Two studies published in the March 24/31 issue of The Journal of the American Medical Association (JAMA) look at the effect of medical treatment compared with hysterectomy on health-related quality of life for women with abnormal uterine bleeding.

According to background information in one of the articles, the Medicine or Surgery (Ms) randomized trial: "Hysterectomy [removal of the uterus] is the most common major surgical procedure performed in the United States for nonobstetric reasons. In 2000, approximately 633,000 hysterectomies were performed, and U.S. women have an estimated 25 percent risk of having their uterus removed." The authors note that most hysterectomies are elective and performed before menopause for abnormal uterine bleeding and other non-life-threatening reasons.

Miriam Kuppermann, Ph.D., M.P.H., from the University of California, San Francisco and colleagues from the Ms Research Group, studied 63 premenopausal women, aged 30 to 50 years, who had abnormal uterine bleeding for a median (mid-point) of four years despite a variety of medical treatments, including hormone therapy (such as medroxyprogesterone acetate). The women were randomly assigned to undergo hysterectomy (n=31) or expanded medical treatment (n=32). The authors assessed overall mental health as the primary outcome, using the Mental Component Summary (MCS) of the 36-Item Short-Form Health Survey (SF-36). Secondary outcomes included physical health, symptom resolution and satisfaction, body image and sexual functioning. The participants were followed-up for two years.

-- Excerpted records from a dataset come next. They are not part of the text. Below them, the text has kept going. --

// ==========================================
// 铁路大亨 - 年度养护排期
// ==========================================
// 规则: 养护在建成日的周年日进行, 每年一次
// - 参考日早于建成日 → 不适用
// - 否则取第一个"不早于参考日"的周年日; 恰逢周年日时返回当天
// 实现: 闭式计算(默认) / 逐年扫描(参考语义), 两者结果必须一致
// ==========================================

use crate::domain::line::{LineId, RailwayLine};
use crate::domain::network::NetworkGraph;
use crate::domain::time::TimeValue;
use serde::{Deserialize, Serialize};
use std::fmt;
use std::str::FromStr;
use tracing::instrument;

// ==========================================
// 下次养护结果
// ==========================================
#[derive(Debug, Clone, Copy, PartialEq, Eq, Serialize, Deserialize)]
#[serde(tag = "status", content = "date", rename_all = "SCREAMING_SNAKE_CASE")]
pub enum NextMaintenance {
    Scheduled(TimeValue), // 已排期
    NotApplicable,        // 尚未建成
}

impl NextMaintenance {
    pub fn date(&self) -> Option<TimeValue> {
        match self {
            NextMaintenance::Scheduled(date) => Some(*date),
            NextMaintenance::NotApplicable => None,
        }
    }
}

impl fmt::Display for NextMaintenance {
    fn fmt(&self, f: &mut fmt::Formatter<'_>) -> fmt::Result {
        match self {
            NextMaintenance::Scheduled(date) => write!(f, "{}", date),
            NextMaintenance::NotApplicable => write!(f, "N/A"),
        }
    }
}

// ==========================================
// 算法选择
// ==========================================
#[derive(Debug, Clone, Copy, PartialEq, Eq, Default, Serialize, Deserialize)]
#[serde(rename_all = "snake_case")]
pub enum MaintenanceAlgorithm {
    #[default]
    ClosedForm, // 直接计算年份差
    LinearScan, // 逐年推进
}

impl FromStr for MaintenanceAlgorithm {
    type Err = String;

    fn from_str(s: &str) -> Result<Self, Self::Err> {
        match s.trim().to_lowercase().as_str() {
            "closed_form" => Ok(MaintenanceAlgorithm::ClosedForm),
            "linear_scan" => Ok(MaintenanceAlgorithm::LinearScan),
            other => Err(format!("未知养护算法: {}", other)),
        }
    }
}

impl fmt::Display for MaintenanceAlgorithm {
    fn fmt(&self, f: &mut fmt::Formatter<'_>) -> fmt::Result {
        match self {
            MaintenanceAlgorithm::ClosedForm => write!(f, "closed_form"),
            MaintenanceAlgorithm::LinearScan => write!(f, "linear_scan"),
        }
    }
}

// ==========================================
// MaintenanceScheduler - 养护排期器
// ==========================================
#[derive(Debug, Default, Clone, Copy)]
pub struct MaintenanceScheduler {
    algorithm: MaintenanceAlgorithm,
}

impl MaintenanceScheduler {
    pub fn new(algorithm: MaintenanceAlgorithm) -> Self {
        Self { algorithm }
    }

    pub fn algorithm(&self) -> MaintenanceAlgorithm {
        self.algorithm
    }

    /// 下次养护日期
    pub fn next_maintenance(&self, construction: TimeValue, reference: TimeValue) -> NextMaintenance {
        match self.algorithm {
            MaintenanceAlgorithm::ClosedForm => next_maintenance_closed_form(construction, reference),
            MaintenanceAlgorithm::LinearScan => next_maintenance_scan(construction, reference),
        }
    }

    /// 今天是否为养护日（建成后的周年日, 建成当天不算）
    pub fn is_maintenance_day(&self, construction: TimeValue, today: TimeValue) -> bool {
        today > construction
            && self.next_maintenance(construction, today) == NextMaintenance::Scheduled(today)
    }

    /// 今天需要养护的线路（用于触发线路养护支出）
    #[instrument(skip(self, graph), fields(lines = graph.line_count()))]
    pub fn lines_due<'a>(&self, graph: &'a NetworkGraph, today: TimeValue) -> Vec<&'a RailwayLine> {
        graph
            .lines()
            .iter()
            .filter(|line| self.is_maintenance_day(line.construction_date, today))
            .collect()
    }

    /// 各线路下次养护日期, 按 (日期, 线路ID) 升序; 未建成的线路不列出
    pub fn upcoming(&self, graph: &NetworkGraph, reference: TimeValue) -> Vec<(LineId, TimeValue)> {
        let mut schedule: Vec<(LineId, TimeValue)> = graph
            .lines()
            .iter()
            .filter_map(|line| {
                self.next_maintenance(line.construction_date, reference)
                    .date()
                    .map(|date| (line.id, date))
            })
            .collect();
        schedule.sort_by(|a, b| a.1.cmp(&b.1).then(a.0.cmp(&b.0)));
        schedule
    }
}

/// 参考语义: 从建成日起逐年推进, 直到不早于参考日
///
/// 下一个周年日超出 i32 年份范围时返回 NotApplicable。
pub fn next_maintenance_scan(construction: TimeValue, reference: TimeValue) -> NextMaintenance {
    if reference < construction {
        return NextMaintenance::NotApplicable;
    }

    let mut candidate = construction;
    while candidate < reference {
        match candidate.year.checked_add(1) {
            Some(year) => candidate = candidate.with_year(year),
            None => return NextMaintenance::NotApplicable,
        }
    }
    NextMaintenance::Scheduled(candidate)
}

/// 闭式计算: 参考年的周年日若早于参考日则顺延一年
///
/// reference ≥ construction 保证 reference.year ≥ construction.year,
/// 因此结果年份不会早于建成年。顺延年份溢出时与逐年推进一致, 返回 NotApplicable。
pub fn next_maintenance_closed_form(construction: TimeValue, reference: TimeValue) -> NextMaintenance {
    if reference < construction {
        return NextMaintenance::NotApplicable;
    }

    let anniversary = construction.with_year(reference.year);
    if anniversary < reference {
        reference
            .year
            .checked_add(1)
            .map_or(NextMaintenance::NotApplicable, |year| {
                NextMaintenance::Scheduled(construction.with_year(year))
            })
    } else {
        NextMaintenance::Scheduled(anniversary)
    }
}
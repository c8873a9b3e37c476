// ==========================================
// 铁路大亨 - 配置层
// ==========================================
// 职责: 系统配置管理, 支持文件 + 环境变量覆写
// ==========================================

pub mod config_manager;

// 重导出核心配置管理器
pub use config_manager::{config_keys, get_default_config_path, ConfigManager};
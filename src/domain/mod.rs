// ==========================================
// 铁路大亨 - 领域模型层
// ==========================================
// 职责: 定义车站、线路、路网图与值类型
// 红线: 不含引擎逻辑, 不含 I/O
// ==========================================

pub mod error;
pub mod line;
pub mod network;
pub mod station;
pub mod time;
pub mod types;

// 重导出核心类型
pub use error::{NetworkError, NetworkResult};
pub use line::{LineId, RailwayLine};
pub use network::NetworkGraph;
pub use station::{
    HouseBlockId, IndustryId, Station, StationId, StructureDirectory, StructureRef,
};
pub use time::TimeValue;
pub use types::{CategorySet, Facing, GridCell, LineCategory, StationKind};
// ==========================================
// 铁路大亨 - 线路升级成本模型
// ==========================================
// 公式: cost = length × (new.unit_cost − old.unit_cost)
// 红线: 纯计算, 不扣款、不修改线路; 降级得到负值, 不拒绝
// ==========================================

use crate::domain::line::RailwayLine;
use crate::domain::types::LineCategory;

#[derive(Debug, Default, Clone, Copy)]
pub struct UpgradeCostModel;

impl UpgradeCostModel {
    pub fn new() -> Self {
        Self
    }

    /// 升级成本
    ///
    /// length 为 0 时恒为 0; 单价下降时结果为负
    pub fn upgrade_cost(&self, old: LineCategory, new: LineCategory, length: u64) -> i64 {
        let delta = new.unit_cost() - old.unit_cost();
        i64::try_from(length)
            .unwrap_or(i64::MAX)
            .saturating_mul(delta)
    }

    /// 对已有线路报价
    pub fn quote(&self, line: &RailwayLine, new: LineCategory) -> i64 {
        self.upgrade_cost(line.category, new, line.length() as u64)
    }
}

"At 6 months, women in the hysterectomy group had greater improvement in MCS scores than women in the medicine group (8 vs. 2)," the authors report. "They also had greater improvement in symptom resolution (72 vs. 29), symptom satisfaction (44 vs. 7), interference with sex (41 vs. 22), sexual desire (21 vs. 3), health distress (33 vs. 13), sleep problems (13. vs. 1), overall health (12 vs. 2), and satisfaction with health (31 vs. 14). By the end of the two-year follow-up, 17 (53 percent) of the women in the medicine group had requested and received hysterectomy, and these women reported improvements in quality-of-life outcomes during the two years that were similar to those reported by women randomized to the hysterectomy group. Women who continued in the medical treatment also reported some improvements, with the result that most differences between randomized groups at the end of the study were no longer statistically significant in the intention-to-treat analysis."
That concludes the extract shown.